La capitalisation des intérêts échus et dus au moins pour une année entière sera ordonnée en application de l’article 1343-2 du code civil.
Sur la demande de dommages et intérêts
Comme rappelé ci-dessus, il résulte de l’article 1231-6 du code civil que les dommages et intérêts dus à raison du retard dans le paiement d’une obligation de somme d’argent consistent dans l’intérêt au taux légal, à compter de la mise en demeure.
Ces dommages et intérêts sont dus sans que le créancier soit tenu de justifier d’aucune perte.
Le créancier auquel son débiteur en retard a causé, par sa mauvaise foi, un préjudice indépendant de ce retard, peut obtenir des dommages et intérêts distincts de l’intérêt moratoire.
En l’espèce, le non-paiement des charges à leur échéance depuis plusieurs années a nécessairement entraîné une désorganisation des comptes de la copropriété et fait peser sur l’ensemble des autres copropriétaires un préjudice non couvert par le versement des intérêts légaux.

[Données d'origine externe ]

//! Strength analyzer - adapts the external scorer into a [`StrengthReport`].

use secrecy::{ExposeSecret, SecretString};
use thiserror::Error;

#[cfg(feature = "async")]
use tokio::sync::mpsc;

use crate::estimate::{Estimate, Scorer};
use crate::report::StrengthReport;

#[derive(Error, Debug)]
pub enum AnalyzeError {
    #[error("No password scorer is configured")]
    ScorerUnavailable,
    #[error("Estimator result is not valid JSON: {0}")]
    InvalidEstimate(#[from] serde_json::Error),
}

/// Calls the configured scorer and normalizes its result.
///
/// Every call is independent: no caching, no retries.
pub struct Analyzer<S> {
    scorer: Option<S>,
}

impl<S: Scorer> Analyzer<S> {
    pub fn new(scorer: S) -> Self {
        Self {
            scorer: Some(scorer),
        }
    }

    /// An analyzer without a scorer. Every analysis fails with
    /// [`AnalyzeError::ScorerUnavailable`].
    pub fn unconfigured() -> Self {
        Self { scorer: None }
    }

    pub fn is_configured(&self) -> bool {
        self.scorer.is_some()
    }

    /// Scores `password` and returns the normalized report.
    ///
    /// # Errors
    /// Returns [`AnalyzeError::ScorerUnavailable`] when no scorer is set.
    pub fn analyze(&self, password: &SecretString) -> Result<StrengthReport, AnalyzeError> {
        let Some(scorer) = self.scorer.as_ref() else {
            #[cfg(feature = "tracing")]
            tracing::error!("Password analysis skipped: no scorer configured");
            return Err(AnalyzeError::ScorerUnavailable);
        };

        let estimate = scorer.estimate(password.expose_secret());
        let report = StrengthReport::from(estimate);

        #[cfg(feature = "tracing")]
        tracing::debug!(
            score = report.score.value(),
            entropy_bits = report.entropy_bits,
            "password analyzed"
        );

        Ok(report)
    }
}

/// Normalizes an estimator result delivered as JSON.
///
/// Missing fields get neutral defaults; only invalid JSON fails.
pub fn analyze_json(json: &str) -> Result<StrengthReport, AnalyzeError> {
    let estimate = Estimate::from_json(json)?;
    Ok(StrengthReport::from(estimate))
}

/// Async version that sends the analysis outcome via channel.
#[cfg(feature = "async")]
pub async fn analyze_tx<S: Scorer>(
    analyzer: &Analyzer<S>,
    password: &SecretString,
    tx: mpsc::Sender<Result<StrengthReport, AnalyzeError>>,
) {
    let outcome = analyzer.analyze(password);

    if let Err(_e) = tx.send(outcome).await {
        #[cfg(feature = "tracing")]
        tracing::error!("Failed to send password analysis result: {}", _e);
    }
}

#[cfg(test)]
mod tests {
    use super::*;
    use crate::estimate::{CrackTimesSeconds, Feedback};
    use crate::report::{CrackTime, Score};
    use std::cell::Cell;

    fn fixed_scorer(pwd: &str) -> Estimate {
        Estimate {
            score: Some(if pwd.len() > 12 { 4 } else { 1 }),
            entropy: Some(pwd.len() as f64 * 4.0),
            crack_times_seconds: CrackTimesSeconds {
                offline_slow_hashing_1e4_per_second: Some(90.0),
                offline_fast_hashing_1e10_per_second: Some(0.0001),
                ..Default::default()
            },
            feedback: Feedback {
                warning: None,
                suggestions: vec!["Add another word or two".to_string()],
            },
        }
    }

    #[test]
    fn test_analyze_short_password() {
        let analyzer = Analyzer::new(fixed_scorer);
        let pwd = SecretString::new("abc".to_string().into());

        let report = analyzer.analyze(&pwd).expect("scorer configured");
        assert_eq!(report.score, Score::Weak);
        assert_eq!(report.entropy_bits, 12.0);
        assert_eq!(report.crack_time, CrackTime::Seconds(90.0));
    }

    #[test]
    fn test_analyze_empty_password() {
        let analyzer = Analyzer::new(fixed_scorer);
        let pwd = SecretString::new("".to_string().into());

        let report = analyzer.analyze(&pwd).expect("empty input is allowed");
        assert_eq!(report.entropy_bits, 0.0);
    }

    #[test]
    fn test_analyze_calls_scorer_once_per_input() {
        let calls = Cell::new(0);
        let analyzer = Analyzer::new(|pwd: &str| {
            calls.set(calls.get() + 1);
            fixed_scorer(pwd)
        });
        let pwd = SecretString::new("same input".to_string().into());

        let first = analyzer.analyze(&pwd).unwrap();
        let second = analyzer.analyze(&pwd).unwrap();
        assert_eq!(first, second);
        assert_eq!(calls.get(), 2);
    }

    #[test]
    fn test_analyze_without_scorer() {
        let analyzer: Analyzer<fn(&str) -> Estimate> = Analyzer::unconfigured();
        let pwd = SecretString::new("anything".to_string().into());

        assert!(!analyzer.is_configured());
        assert!(matches!(
            analyzer.analyze(&pwd),
            Err(AnalyzeError::ScorerUnavailable)
        ));
        // stays callable after a failure
        assert!(analyzer.analyze(&pwd).is_err());
    }

    #[test]
    fn test_analyze_json_tolerates_missing_fields() {
        let report = analyze_json(r#"{"feedback": {}}"#).expect("valid json");
        assert_eq!(report, StrengthReport::default());
    }

    #[test]
    fn test_analyze_json_rejects_garbage() {
        assert!(matches!(
            analyze_json("{score: 3"),
            Err(AnalyzeError::InvalidEstimate(_))
        ));
    }
}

En outre, la défaillance persistante de la défenderesse malgré deux condamnations précédentes permet de démontrer sa particulière mauvaise foi.
Il convient, dès lors, de condamner Mme [U] à verser au syndicat des copropriétaires la somme de 1.300 euros à titre de dommages et intérêts.
Sur les autres demandes
Il serait inéquitable de laisser à la charge du syndicat les frais irrépétibles engagés et non compris dans les dépens. Ainsi, Mme [U] sera condamnée à lui payer la somme de 1.500 euros sur le fondement de l’article 700 du code de procédure civile.
Mme [U], qui succombe, sera condamnée aux entiers dépens en ce compris les éventuels frais d’exécution forcée mais pas les frais prévus à l’article A. 444-32 du code de commerce qui ne constituent pas des dépens mais des frais irrépétibles. Il n’y a pas lieu de faire droit à la demande de recouvrement direct dès lors que celle-ci n’est pas formulée au profit de l’avocat postulant.
Il convient de rappeler qu’en application de l’article 514 du code de procédure civile, les décisions de première instance sont de droit exécutoires à titre provisoire à moins que la décision rendue n’en dispose autrement. En l’espèce, il n’y a pas lieu d’écarter l’exécution provisoire.
PAR CES MOTIFS
Le Tribunal statuant publiquement, par mise à disposition au greffe, par jugement réputé contradictoire et en premier ressort,
Déclare le syndicat des copropriétaires de l’immeuble sis [Adresse 3] et [Adresse 7] à [Localité 11] représenté par son syndic en exercice, recevable en ses demandes,
Condamne Mme [G] [P] à payer au syndicat des copropriétaires de l’immeuble sis [Adresse 3] et [Adresse 7] à [Localité 11], pris en la personne de son syndic en exercice, la somme de 11.955,43 euros au titre des charges de copropriété échues au
1er avril 2024, appel de fonds du 2ème trimestre 2024 inclus, avec intérêts au taux légal à compter du 16 avril 2024,
Dit que ces intérêts se capitaliseront dans les conditions prévues à l’article 1343-2 du code civil,
Condamne Mme [G] [P] à payer au syndicat des copropriétaires de l’immeuble sis [Adresse 3] et [Adresse 7] à [Localité 11], pris en la personne de son syndic en exercice, la somme de 1.300 euros à titre de dommages et intérêts,
Condamne Mme [G] [P] à payer au syndicat des copropriétaires de l’immeuble sis [Adresse 3] et [Adresse 7] à [Localité 11], pris en la personne de son syndic en exercice, la somme de 1.500 euros au titre de l’article 700 du code de procédure civile,
Condamne Mme [G] [P] aux dépens qui comprendront les frais éventuels d’exécution forcée mais pas les frais prévus à l’article A. 444-32 du code de commerce,
Déboute le syndicat des copropriétaires de l’immeuble sis [Adresse 3] et [Adresse 7] à [Localité 11] du surplus de ses demandes,
Rappelle que l’exécution provisoire est de droit.
Prononcé par mise à disposition au greffe le 11 SEPTEMBRE 2025 par Monsieur Thibaut LE FRIANT, Vice-Président, assisté de Madame Carla LOPES DOS SANTOS, Greffier lors du prononcé, lesquels ont signé la minute du présent jugement.